Sous l’égide de RenaSup, une équipe prépare actuellement une vitrine dédiée à la promotion de la voie pro. Tous les réseaux de l’enseignement catholique et les acteurs publics et privés sont associés à ce travail. L’objectif visé rejoint celui du salon, prévu en mars dernier à Paris, qui n’a pu se tenir du fait de la pandémie: présenter tout l’éventail des filières et des métiers, « faire connaître nos propositions et nos méthodes aux familles mais aussi aux entreprises pour mettre en avant la pertinence de l’enseignement catholique dans le domaine de la formation professionnelle» annonce Jean-Marc Petit, délégué général de RenaSup.
Cette plateforme virtuelle verra le jour au cours du premier trimestre 2021. Conçue comme un lieu d’exposition des formations professionnalisantes de l’enseignement catholique, elle intègrera les trois entrées prévues au salon de la Villette: « Opco », « Régions » et « Dynamiques éducatives ».

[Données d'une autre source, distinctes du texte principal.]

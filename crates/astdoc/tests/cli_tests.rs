// AstDoc - Solidity AST Documentation Extractor
// Copyright (C) 2024 Zhuo Zhang and Wuqi Zhang
//
// This program is free software: you can redistribute it and/or modify
// it under the terms of the GNU Affero General Public License as published by
// the Free Software Foundation, either version 3 of the License, or
// (at your option) any later version.
//
// This program is distributed in the hope that it will be useful,
// but WITHOUT ANY WARRANTY; without even the implied warranty of
// MERCHANTABILITY or FITNESS FOR A PARTICULAR PURPOSE. See the
// GNU Affero General Public License for more details.
//
// You should have received a copy of the GNU Affero General Public License
// along with this program. If not, see <https://www.gnu.org/licenses/>.

use std::{fs, path::Path};

use assert_cmd::Command;
use predicates::prelude::*;
use tracing::info;

const TESTDATA: &str = concat!(env!("CARGO_MANIFEST_DIR"), "/../engine/tests/testdata");

/// Lays out a project directory with the compiler artifacts under `cache/`.
fn project() -> tempfile::TempDir {
    let dir = tempfile::tempdir().unwrap();
    let cache = dir.path().join("cache");
    fs::create_dir_all(&cache).unwrap();
    for artifact in ["solc-input.json", "solc-output.json"] {
        fs::copy(Path::new(TESTDATA).join(artifact), cache.join(artifact)).unwrap();
    }
    dir
}

fn astdoc(dir: &Path) -> Command {
    let mut cmd = Command::cargo_bin("astdoc").unwrap();
    cmd.current_dir(dir)
        .env_remove("ASTDOC_CACHE_DIR")
        .env_remove("ASTDOC_DIR")
        .env("HOME", dir)
        .arg("--no-file-log");
    cmd
}

#[test]
fn test_help_command() {
    astdoc_common::logging::ensure_test_logging(None);
    info!("Running test");

    let mut cmd = Command::cargo_bin("astdoc").unwrap();
    cmd.arg("--help")
        .assert()
        .success()
        .stdout(predicate::str::contains("documentation model"))
        .stdout(predicate::str::contains("--cache-dir"));
}

#[test]
fn test_version_command() {
    astdoc_common::logging::ensure_test_logging(None);
    info!("Running test");
    let mut cmd = Command::cargo_bin("astdoc").unwrap();
    cmd.arg("--version").assert().success().stdout(predicate::str::contains("astdoc"));
}

#[test]
fn test_writes_default_location() {
    astdoc_common::logging::ensure_test_logging(None);
    info!("Running test");
    let dir = project();

    astdoc(dir.path()).assert().success();

    let written = fs::read_to_string(dir.path().join("ast-docs/ast-docs.json")).unwrap();
    assert!(written.starts_with("{\n    \"contracts/Parent.sol\": {"));
    let document: serde_json::Value = serde_json::from_str(&written).unwrap();
    assert_eq!(
        document["contracts/Child.sol"]["contracts"]["Child"]["inherits"],
        serde_json::json!(["Parent", "IChild"])
    );
    assert_eq!(
        document["contracts/Parent.sol"]["contracts"]["Parent"]["functions"][0]["requires"][0]["name"],
        "require(..., ok)"
    );
}

#[test]
fn test_flags_override_locations() {
    astdoc_common::logging::ensure_test_logging(None);
    info!("Running test");
    let dir = project();
    fs::rename(dir.path().join("cache"), dir.path().join("build")).unwrap();

    astdoc(dir.path())
        .args(["--cache-dir", "build", "--ast-doc-dir", "out", "--output-name", "docs.json"])
        .assert()
        .success();

    assert!(dir.path().join("out/docs.json").exists());
    assert!(!dir.path().join("ast-docs").exists());
}

#[test]
fn test_config_file_sets_indent() {
    astdoc_common::logging::ensure_test_logging(None);
    info!("Running test");
    let dir = project();
    fs::write(dir.path().join("astdoc.toml"), "[output]\nindent = 2\nfile = \"two.json\"\n")
        .unwrap();

    astdoc(dir.path()).assert().success();

    let written = fs::read_to_string(dir.path().join("ast-docs/two.json")).unwrap();
    assert!(written.starts_with("{\n  \"contracts/Parent.sol\": {"));
}

#[test]
fn test_missing_artifacts_fail() {
    astdoc_common::logging::ensure_test_logging(None);
    info!("Running test");
    let dir = tempfile::tempdir().unwrap();

    astdoc(dir.path())
        .assert()
        .failure()
        .stderr(predicate::str::contains("solc-input.json"));
}

#[test]
fn test_missing_explicit_config_fails() {
    astdoc_common::logging::ensure_test_logging(None);
    info!("Running test");
    let dir = project();

    astdoc(dir.path())
        .args(["--config", "nope.toml"])
        .assert()
        .failure()
        .stderr(predicate::str::contains("Config file not found"));
}
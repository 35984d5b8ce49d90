// AstDoc - Solidity AST Documentation Extractor
// Copyright (C) 2024 Zhuo Zhang and Wuqi Zhang
//
// This program is free software: you can redistribute it and/or modify
// it under the terms of the GNU Affero General Public License as published by
// the Free Software Foundation, either version 3 of the License, or
// (at your option) any later version.
//
// This program is distributed in the hope that it will be useful,
// but WITHOUT ANY WARRANTY; without even the implied warranty of
// MERCHANTABILITY or FITNESS FOR A PARTICULAR PURPOSE. See the
// GNU Affero General Public License for more details.
//
// You should have received a copy of the GNU Affero General Public License
// along with this program. If not, see <https://www.gnu.org/licenses/>.

//! The two compiler artifacts the pipeline reads: the standard-JSON input and output.

use indexmap::IndexMap;
use serde::{de::DeserializeOwned, Deserialize, Serialize};
use thiserror::Error;
use tracing::{debug, warn};

use crate::{ast::SourceUnit, LineIndex};

/// Errors raised while loading compiler artifacts.
///
/// These are the only failures the pipeline surfaces; everything below the top-level shape
/// degrades to empty data.
#[derive(Debug, Error)]
pub enum ArtifactError {
    /// The artifact is not JSON of the expected shape
    #[error("malformed {artifact}: {source}")]
    Malformed {
        /// Which artifact failed to parse
        artifact: &'static str,
        /// The underlying parse error
        #[source]
        source: serde_json::Error,
    },

    /// The artifact has no top-level `sources` object
    #[error("{artifact} has no `sources` object; was it produced by a compatible solc version?")]
    MissingSources {
        /// Which artifact is missing the field
        artifact: &'static str,
    },
}

/// Parses one artifact without a nesting limit.
///
/// The AST nodes are internally tagged, so serde buffers whole subtrees, including expression
/// chains no extractor reads. Machine-generated code nests those far beyond serde_json's
/// default depth of 128; the stack grows on the heap instead.
fn parse_artifact<T: DeserializeOwned>(
    json: &str,
    artifact: &'static str,
) -> Result<T, ArtifactError> {
    let malformed = |source: serde_json::Error| ArtifactError::Malformed { artifact, source };
    let mut deserializer = serde_json::Deserializer::from_str(json);
    deserializer.disable_recursion_limit();
    let parsed = T::deserialize(serde_stacker::Deserializer::new(&mut deserializer))
        .map_err(malformed)?;
    deserializer.end().map_err(malformed)?;
    Ok(parsed)
}

/// A source entry of the compiler input.
///
/// Compilers before 0.5 take the text directly; later ones wrap it in an object.
#[derive(Debug, Clone, PartialEq, Eq, Serialize, Deserialize)]
#[serde(untagged)]
pub enum SourceText {
    /// `"path": "contract A {}"`
    Legacy(String),
    /// `"path": { "content": "contract A {}" }`
    Content {
        /// The file text. Absent when the entry only lists `urls`.
        #[serde(default)]
        content: Option<String>,
    },
}

impl SourceText {
    /// The text of the file, if the entry carries it.
    pub fn text(&self) -> Option<&str> {
        match self {
            Self::Legacy(text) => Some(text),
            Self::Content { content } => content.as_deref(),
        }
    }
}

/// The standard-JSON compiler input (`solc-input.json`).
#[derive(Debug, Clone, Default, Serialize, Deserialize)]
pub struct SolcInput {
    /// Source entries keyed by path, in input order.
    #[serde(default)]
    pub sources: Option<IndexMap<String, SourceText>>,
}

impl SolcInput {
    /// Parses the input artifact, rejecting documents without `sources`.
    pub fn from_json(json: &str) -> Result<Self, ArtifactError> {
        let input: Self = parse_artifact(json, "solc input")?;
        input.validate()?;
        Ok(input)
    }

    /// Checks the top-level shape.
    pub fn validate(&self) -> Result<(), ArtifactError> {
        match self.sources {
            Some(_) => Ok(()),
            None => Err(ArtifactError::MissingSources { artifact: "solc input" }),
        }
    }
}

/// One entry of the output's `sources` object.
#[derive(Debug, Clone, Default, Serialize, Deserialize)]
#[serde(default)]
pub struct OutputSource {
    /// The source index used as `fileIndex` in `src` descriptors.
    pub id: Option<u32>,
    /// Absent unless the AST was requested in the output selection.
    pub ast: Option<SourceUnit>,
}

/// The standard-JSON compiler output (`solc-output.json`).
#[derive(Debug, Clone, Default, Serialize, Deserialize)]
pub struct SolcOutput {
    /// Per-file output keyed by path.
    #[serde(default)]
    pub sources: Option<IndexMap<String, OutputSource>>,
}

impl SolcOutput {
    /// Parses the output artifact, rejecting documents without `sources`.
    pub fn from_json(json: &str) -> Result<Self, ArtifactError> {
        let output: Self = parse_artifact(json, "solc output")?;
        output.validate()?;
        Ok(output)
    }

    /// Checks the top-level shape.
    pub fn validate(&self) -> Result<(), ArtifactError> {
        match self.sources {
            Some(_) => Ok(()),
            None => Err(ArtifactError::MissingSources { artifact: "solc output" }),
        }
    }
}

/// One source file with both sides of the compilation joined by path.
#[derive(Debug, Clone)]
pub struct SourceFile<'a> {
    /// The compiler's key for the file.
    pub path: &'a str,
    /// Newline index of the file text.
    pub lines: LineIndex,
    /// The file's AST, when the output carries one.
    pub ast: Option<&'a SourceUnit>,
}

/// All files of one compilation, in compiler-input order.
///
/// The input's `sources` keys decide which files exist. Files that only appear in the output
/// are skipped.
#[derive(Debug, Clone)]
pub struct SourceSet<'a> {
    files: IndexMap<&'a str, SourceFile<'a>>,
}

impl<'a> SourceSet<'a> {
    /// Joins the input and output artifacts by path.
    pub fn new(input: &'a SolcInput, output: &'a SolcOutput) -> Result<Self, ArtifactError> {
        let input_sources =
            input.sources.as_ref().ok_or(ArtifactError::MissingSources { artifact: "solc input" })?;
        let output_sources = output
            .sources
            .as_ref()
            .ok_or(ArtifactError::MissingSources { artifact: "solc output" })?;

        let mut files = IndexMap::with_capacity(input_sources.len());
        for (path, entry) in input_sources {
            let text = entry.text().unwrap_or_else(|| {
                warn!(path, "compiler input carries no text for source, lines resolve to 1");
                ""
            });
            let ast = output_sources.get(path).and_then(|source| source.ast.as_ref());
            if ast.is_none() {
                warn!(path, "compiler output has no AST for source");
            }
            files.insert(path.as_str(), SourceFile { path, lines: LineIndex::new(text), ast });
        }

        for path in output_sources.keys().filter(|path| !files.contains_key(path.as_str())) {
            debug!(path, "skipping source listed only in the compiler output");
        }

        Ok(Self { files })
    }

    /// Iterates the files in order.
    pub fn iter(&self) -> impl Iterator<Item = &SourceFile<'a>> {
        self.files.values()
    }

    /// Looks up a file by path.
    pub fn get(&self, path: &str) -> Option<&SourceFile<'a>> {
        self.files.get(path)
    }

    /// Number of files.
    pub fn len(&self) -> usize {
        self.files.len()
    }

    /// Whether the compilation has no files at all.
    pub fn is_empty(&self) -> bool {
        self.files.is_empty()
    }
}

#[cfg(test)]
mod tests {
    use super::*;
    use serde_json::json;

    #[test]
    fn test_source_text_shapes() {
        let input: SolcInput = serde_json::from_value(json!({
            "language": "Solidity",
            "sources": {
                "legacy.sol": "contract A {}\n",
                "current.sol": { "content": "contract B {}\n" },
                "remote.sol": { "urls": ["bzz-raw://..."] }
            }
        }))
        .unwrap();
        let sources = input.sources.unwrap();
        assert_eq!(sources["legacy.sol"].text(), Some("contract A {}\n"));
        assert_eq!(sources["current.sol"].text(), Some("contract B {}\n"));
        assert_eq!(sources["remote.sol"].text(), None);
    }

    #[test]
    fn test_missing_sources_is_rejected() {
        let err = SolcInput::from_json(r#"{ "language": "Solidity" }"#).unwrap_err();
        assert!(matches!(err, ArtifactError::MissingSources { artifact: "solc input" }));

        let err = SolcOutput::from_json(r#"{ "contracts": {} }"#).unwrap_err();
        assert!(matches!(err, ArtifactError::MissingSources { artifact: "solc output" }));
    }

    #[test]
    fn test_invalid_json_is_malformed() {
        let err = SolcOutput::from_json("not json").unwrap_err();
        assert!(matches!(err, ArtifactError::Malformed { artifact: "solc output", .. }));
        assert!(err.to_string().starts_with("malformed solc output"));
    }

    #[test]
    fn test_source_set_keeps_input_order_and_skips_output_only_files() {
        let input = SolcInput::from_json(
            r#"{ "sources": { "b.sol": { "content": "x" }, "a.sol": { "content": "y\nz" } } }"#,
        )
        .unwrap();
        let output = SolcOutput::from_json(
            r#"{ "sources": {
                "a.sol": { "id": 1, "ast": { "nodeType": "SourceUnit", "nodes": [] } },
                "c.sol": { "id": 2, "ast": { "nodeType": "SourceUnit", "nodes": [] } }
            } }"#,
        )
        .unwrap();

        let set = SourceSet::new(&input, &output).unwrap();
        let paths: Vec<_> = set.iter().map(|file| file.path).collect();
        assert_eq!(paths, ["b.sol", "a.sol"]);
        assert!(set.get("c.sol").is_none());
        assert!(set.get("b.sol").unwrap().ast.is_none());
        assert!(set.get("a.sol").unwrap().ast.is_some());
        assert_eq!(set.get("a.sol").unwrap().lines.line_at(2), 2);
        assert_eq!(set.len(), 2);
    }

    #[test]
    fn test_deeply_nested_expression_is_accepted() {
        let mut expression = json!({ "nodeType": "Identifier", "name": "x" });
        for _ in 0..120 {
            expression = json!({
                "nodeType": "UnaryOperation",
                "operator": "-",
                "subExpression": expression,
            });
        }
        let function = json!({
            "nodeType": "FunctionDefinition",
            "name": "f",
            "kind": "function",
            "src": "18:15:0",
            "body": { "statements": [
                { "nodeType": "ExpressionStatement", "expression": expression },
            ] },
        });
        let output = json!({ "sources": { "a.sol": { "id": 0, "ast": {
            "nodeType": "SourceUnit",
            "nodes": [{
                "nodeType": "ContractDefinition",
                "name": "Deep",
                "contractKind": "contract",
                "nodes": [function],
            }],
        } } } });

        let output = SolcOutput::from_json(&output.to_string()).unwrap();
        let input = SolcInput::from_json(
            r#"{ "sources": { "a.sol": { "content": "contract Deep {\n  function f() {}\n}" } } }"#,
        )
        .unwrap();
        let document = crate::build_document(&input, &output).unwrap();
        let deep = &document.file("a.sol").unwrap().contracts["Deep"];
        assert_eq!(deep.functions.len(), 1);
        assert_eq!(deep.functions[0].name, "f");
        assert_eq!(deep.functions[0].line_number, 2);
    }

    #[test]
    fn test_trailing_characters_are_malformed() {
        let err = SolcInput::from_json(r#"{ "sources": {} } extra"#).unwrap_err();
        assert!(matches!(err, ArtifactError::Malformed { artifact: "solc input", .. }));
    }
}
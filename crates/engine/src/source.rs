// AstDoc - Solidity AST Documentation Extractor
// Copyright (C) 2024 Zhuo Zhang and Wuqi Zhang
//
// This program is free software: you can redistribute it and/or modify
// it under the terms of the GNU Affero General Public License as published by
// the Free Software Foundation, either version 3 of the License, or
// (at your option) any later version.
//
// This program is distributed in the hope that it will be useful,
// but WITHOUT ANY WARRANTY; without even the implied warranty of
// MERCHANTABILITY or FITNESS FOR A PARTICULAR PURPOSE. See the
// GNU Affero General Public License for more details.
//
// You should have received a copy of the GNU Affero General Public License
// along with this program. If not, see <https://www.gnu.org/licenses/>.

//! Offset to line resolution.
//!
//! solc reports positions as `"start:length:fileIndex"` byte descriptors. Documentation only
//! needs the 1-based line on which a declaration starts, which is one plus the number of
//! newlines before `start`.

use serde::{Deserialize, Serialize};

/// Extracts the `start` component of a `"start:length:fileIndex"` descriptor.
///
/// Anything that does not parse as a non-negative integer clamps to `0`.
pub fn offset_start(raw_offset: &str) -> usize {
    let start = raw_offset.split(':').next().unwrap_or_default().trim();
    start.parse::<i64>().ok().and_then(|start| usize::try_from(start).ok()).unwrap_or(0)
}

/// Resolves the line of `raw_offset` in `source` by scanning the text.
///
/// Returns `0` when the declaration carries no position. A `start` past the end of the text
/// counts every newline in the text.
///
/// # Example
///
/// ```rust
/// assert_eq!(resolve_line("a\nb\nc", Some("4:1:0")), 3);
/// assert_eq!(resolve_line("a\nb\nc", None), 0);
/// ```
pub fn resolve_line(source: &str, raw_offset: Option<&str>) -> usize {
    let Some(raw_offset) = raw_offset else {
        return 0;
    };
    let end = offset_start(raw_offset).min(source.len());
    1 + source.as_bytes()[..end].iter().filter(|byte| **byte == b'\n').count()
}

/// Newline positions of one source file, built once so each lookup is a binary search.
#[derive(Debug, Clone, Default, PartialEq, Eq, Serialize, Deserialize)]
pub struct LineIndex {
    newlines: Vec<usize>,
    len: usize,
}

impl LineIndex {
    /// Indexes the newlines of `source`.
    pub fn new(source: &str) -> Self {
        let newlines = source
            .bytes()
            .enumerate()
            .filter_map(|(pos, byte)| (byte == b'\n').then_some(pos))
            .collect();
        Self { newlines, len: source.len() }
    }

    /// Same contract as [`resolve_line`].
    pub fn line_of(&self, raw_offset: Option<&str>) -> usize {
        match raw_offset {
            Some(raw_offset) => self.line_at(offset_start(raw_offset)),
            None => 0,
        }
    }

    /// 1-based line containing byte position `start`.
    pub fn line_at(&self, start: usize) -> usize {
        let end = start.min(self.len);
        1 + self.newlines.partition_point(|pos| *pos < end)
    }

    /// Number of lines in the indexed text.
    pub fn line_count(&self) -> usize {
        self.newlines.len() + 1
    }
}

Chacun pourra s’arrêter dans le hall d’entrée et accéder facilement au descriptif des formations proposées sur les stands de chaque établissement de la voie pro, référencé par son Opco. Le visiteur pourra aussi s’orienter grâce à une cartographie des territoires et des structures régionales de l’enseignement catholique, dont les grandes orientations en matière de formation lui seront également présentées.
Ce premier showroom de la voie pro, ouvert aux jeunes et aux familles mais aussi au monde professionnel, sera animé par de nombreux temps forts, tant au niveau national que régional et tout au long de l’année. Au programme : des tables rondes, des rencontres avec des professionnels, des webinaires...
Mais si, comme Jean-Marc Petit le rappelle, le cap et la structure sont proposés par RenaSup, associé au Cneap, « c’est de la mobilisation dans les territoires que viendra le succès de l’entreprise ».
À bientôt sur la plateforme du pro !
Un Campus Design et industrie du futur
Le label Campus des métiers et des qualifications et, pour les établissements les plus innovants, le label Campus d’excellence, ont été mis en place par le ministère de l’Éducation nationale. Ils visent à créer des synergies au sein d’un territoire entre les acteurs de l’éducation et ceux d’une filière économique pour construire les métiers de demain. « Nous travaillons à l’obtention de ces deux labels de façon concomitante », indique Patrick Bizet. L’ensemble scolaire qu’il dirige, La Joliverie, situé au sud de Nantes, pourrait ainsi devenir le premier établissement de l’enseignement catholique à être reconnu comme support d’un Campus d’excellence. Onze critères sont requis pour y prétendre : « Ce n’est pas l’établissement en tant que tel qui est labellisé, mais le réseau d’écoles et d’entreprises dont il est le pivot. Ces établissements, inspirés des campus américains comme Harvard, offrent une ouverture à l’international et développent des projets sportifs », détaille Patrick Bizet. Contrairement aux autres campus, La Joliverie ne se positionne pas sur une filière, mais sur la famille de métiers « Design et industrie du futur » : « Je crois en la transversalité », explique le directeur, qui a le soutien des acteurs économiques et politiques du territoire. L’établissement, qui s’apprête à déposer son dossier, espère obtenir le label courant 2021.